Extended definition
The author accepted manuscript (AAM), also called the postprint, is the version of a manuscript after peer review and acceptance but before the publisher’s typesetting and final editing. It already incorporates the changes required by reviewers, so its scientific content is equivalent to the published article, but it lacks the journal’s pagination, typography, and logo. The AAM occupies the middle step of a three-version sequence: the preprint (before review), the AAM or postprint (after acceptance), and the version of record (VoR), the publisher’s final, official PDF. The distinction matters because each version carries a different rights regime: most subscription publishers forbid redistributing the VoR but allow depositing the AAM in a repository, sometimes after an embargo period. Björk and colleagues (2014) described the anatomy of green open access and showed that the AAM is precisely the typical object of self-archiving.
When it applies
The AAM applies as the practical instrument of the green route to open access. It applies when an author publishes in a closed or hybrid journal but wants or needs to make the work open without paying an APC: the author deposits the AAM in an institutional or subject repository, respecting the publisher’s policy. It applies to compliance with funder mandates and Plan S, which accept depositing the AAM under an adequate license as a compliant route. Laakso (2014) documented that the large majority of articles could be self-archived as an AAM, revealing an underused green potential. It also applies to preservation and priority: the AAM in a repository secures a stable, citable copy of the accepted content, regardless of any paywall.
When it does not apply
The AAM does not replace the version of record for formal citation: when a VoR exists, it is the VoR that is cited, and the AAM serves access, not the canonical reference. It does not apply while ignoring the embargo: many publishers release the deposit only after 6 to 24 months, and archiving before the deadline violates the contract. It does not apply to the VoR itself: depositing the publisher’s final PDF in a repository without permission is usually a rights infringement, a common error described by Harnad and colleagues (2008) in their treatment of the green and gold routes. And it does not apply as a synonym for preprint: the preprint precedes review and carries no acceptance, whereas the AAM is post-review; conflating the two erases the difference in validation.
Applications by field
- Physics, mathematics, and computing: a strong self-archiving culture; the AAM, and even the preprint, circulates on arXiv as a disciplinary norm.
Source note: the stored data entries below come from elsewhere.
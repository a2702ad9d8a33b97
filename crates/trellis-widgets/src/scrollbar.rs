use trellis::{DisplayContext, Rect, Widget, WidgetBase, WidgetName};

/// A vertical scrollbar. It tracks a position within content that is
/// `scrollable_size` tall, viewed through a window `view_size` tall. The
/// position runs from 0 to `max_position`.
pub struct ScrollBar {
    /// Shared widget state.
    base: WidgetBase,
    /// Current scroll position.
    position: u32,
    /// Height of the visible window.
    view_size: u32,
    /// Height of the content.
    scrollable_size: u32,
    /// Keep the position pinned to the end as the content grows.
    stick_to_bottom: bool,
    /// Disabled scrollbars ignore position increments.
    enabled: bool,
}

impl Default for ScrollBar {
    fn default() -> Self {
        Self::new()
    }
}

impl ScrollBar {
    /// A visible, enabled scrollbar with no content.
    pub fn new() -> Self {
        Self {
            base: WidgetBase::default(),
            position: 0,
            view_size: 0,
            scrollable_size: 0,
            stick_to_bottom: false,
            enabled: true,
        }
    }

    /// The current scroll position.
    pub fn position(&self) -> u32 {
        self.position
    }

    /// The largest reachable position.
    pub fn max_position(&self) -> u32 {
        self.scrollable_size.saturating_sub(self.view_size)
    }

    /// Height of the visible window.
    pub fn view_size(&self) -> u32 {
        self.view_size
    }

    /// Height of the content.
    pub fn scrollable_size(&self) -> u32 {
        self.scrollable_size
    }

    /// Set the position, clamped to the scrollable range.
    pub fn set_position(&mut self, position: u32) {
        self.position = position.min(self.max_position());
    }

    /// Move the position by `delta`, clamped to the scrollable range. Has no
    /// effect while disabled.
    pub fn increment_position(&mut self, delta: i32) {
        if !self.enabled || delta == 0 {
            return;
        }
        let p = if delta < 0 {
            self.position.saturating_sub(delta.unsigned_abs())
        } else {
            self.position.saturating_add(delta.unsigned_abs())
        };
        self.set_position(p);
    }

    /// Set the height of the visible window.
    pub fn set_view_size(&mut self, size: u32) {
        self.resize(|s| s.view_size = size);
    }

    /// Set the height of the content.
    pub fn set_scrollable_size(&mut self, size: u32) {
        self.resize(|s| s.scrollable_size = size);
    }

    /// Apply a change to the range, then either follow the bottom or clamp.
    fn resize(&mut self, f: impl FnOnce(&mut Self)) {
        let at_bottom = self.position >= self.max_position();
        f(self);
        if self.stick_to_bottom && at_bottom {
            self.position = self.max_position();
        } else {
            self.set_position(self.position);
        }
    }

    /// Is the view pinned to the bottom as content grows?
    pub fn stick_to_bottom(&self) -> bool {
        self.stick_to_bottom
    }

    /// Pin the view to the bottom as content grows.
    pub fn set_stick_to_bottom(&mut self, value: bool) {
        self.stick_to_bottom = value;
    }

    /// Show or hide the scrollbar.
    pub fn show(&mut self, visible: bool) {
        self.base.show(visible);
    }

    /// Is the scrollbar shown?
    pub fn visible(&self) -> bool {
        self.base.visible()
    }

    /// Accept position increments.
    pub fn enable(&mut self) {
        self.enabled = true;
    }

    /// Ignore position increments.
    pub fn disable(&mut self) {
        self.enabled = false;
    }

    /// Does the scrollbar accept increments?
    pub fn enabled(&self) -> bool {
        self.enabled
    }

    /// The thumb rectangle, relative to the scrollbar's own origin.
    pub fn thumb(&self) -> Rect {
        let (w, h) = (self.base.width(), self.base.height());
        if self.scrollable_size <= self.view_size || self.scrollable_size == 0 {
            return Rect::new(0, 0, w, h);
        }
        let thumb_h = (h as u64 * self.view_size as u64 / self.scrollable_size as u64).max(1);
        let travel = h as u64 - thumb_h.min(h as u64);
        let max = self.max_position().max(1) as u64;
        let y = travel * self.position as u64 / max;
        Rect::new(0, y as u32, w, thumb_h as u32)
    }
}

impl Widget for ScrollBar {
    fn base(&self) -> &WidgetBase {
        &self.base
    }

    fn base_mut(&mut self) -> &mut WidgetBase {
        &mut self.base
    }

    fn display(&self, ctx: &mut DisplayContext) {
        let name = self.name();
        ctx.draw(&name, self.base.rect().expanse().rect(), '|');
        ctx.draw(&name, self.thumb(), '#');
    }

    fn name(&self) -> WidgetName {
        WidgetName::convert("scrollbar")
    }
}
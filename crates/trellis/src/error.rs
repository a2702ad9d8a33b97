use std::{io, result::Result as StdResult};

use thiserror::Error;

/// Result type for trellis operations.
pub type Result<T> = StdResult<T, Error>;

/// Core error type.
#[derive(PartialEq, Eq, Error, Debug, Clone)]
pub enum Error {
    #[error("config: {0}")]
    /// Configuration could not be parsed or applied.
    Config(String),
    #[error("io: {0}")]
    /// I/O failure.
    Io(String),
    #[error("internal: {0}")]
    /// Internal error.
    Internal(String),
}

impl From<io::Error> for Error {
    fn from(e: io::Error) -> Self {
        Self::Io(e.to_string())
    }
}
- Biomedicine: depositing the AAM in PubMed Central is a requirement of funders such as the NIH, often with an embargo.
- Social sciences and humanities: more irregular use; institutional repositories and policy checks via Sherpa Romeo guide the deposit.
- Engineering: an AAM in an institutional repository coexists with the VoR behind a paywall in society journals.
Common pitfalls
The first pitfall is confusing the AAM with the version of record and depositing the publisher’s PDF without permission, which infringes copyright. The second is confusing the AAM with a preprint and treating as post-review a text that has not yet been reviewed. The third is ignoring the embargo and opening access before the contractual deadline. The fourth is not checking the publisher’s policy: tools such as Sherpa Romeo report what, when, and where one may archive, and skipping that check leads to irregular deposits. The fifth is keeping the AAM only on an academic social network (ResearchGate, Academia.edu) while believing it satisfies the mandate: these platforms are not preservation repositories and often host the wrong version, with no guarantee of permanence.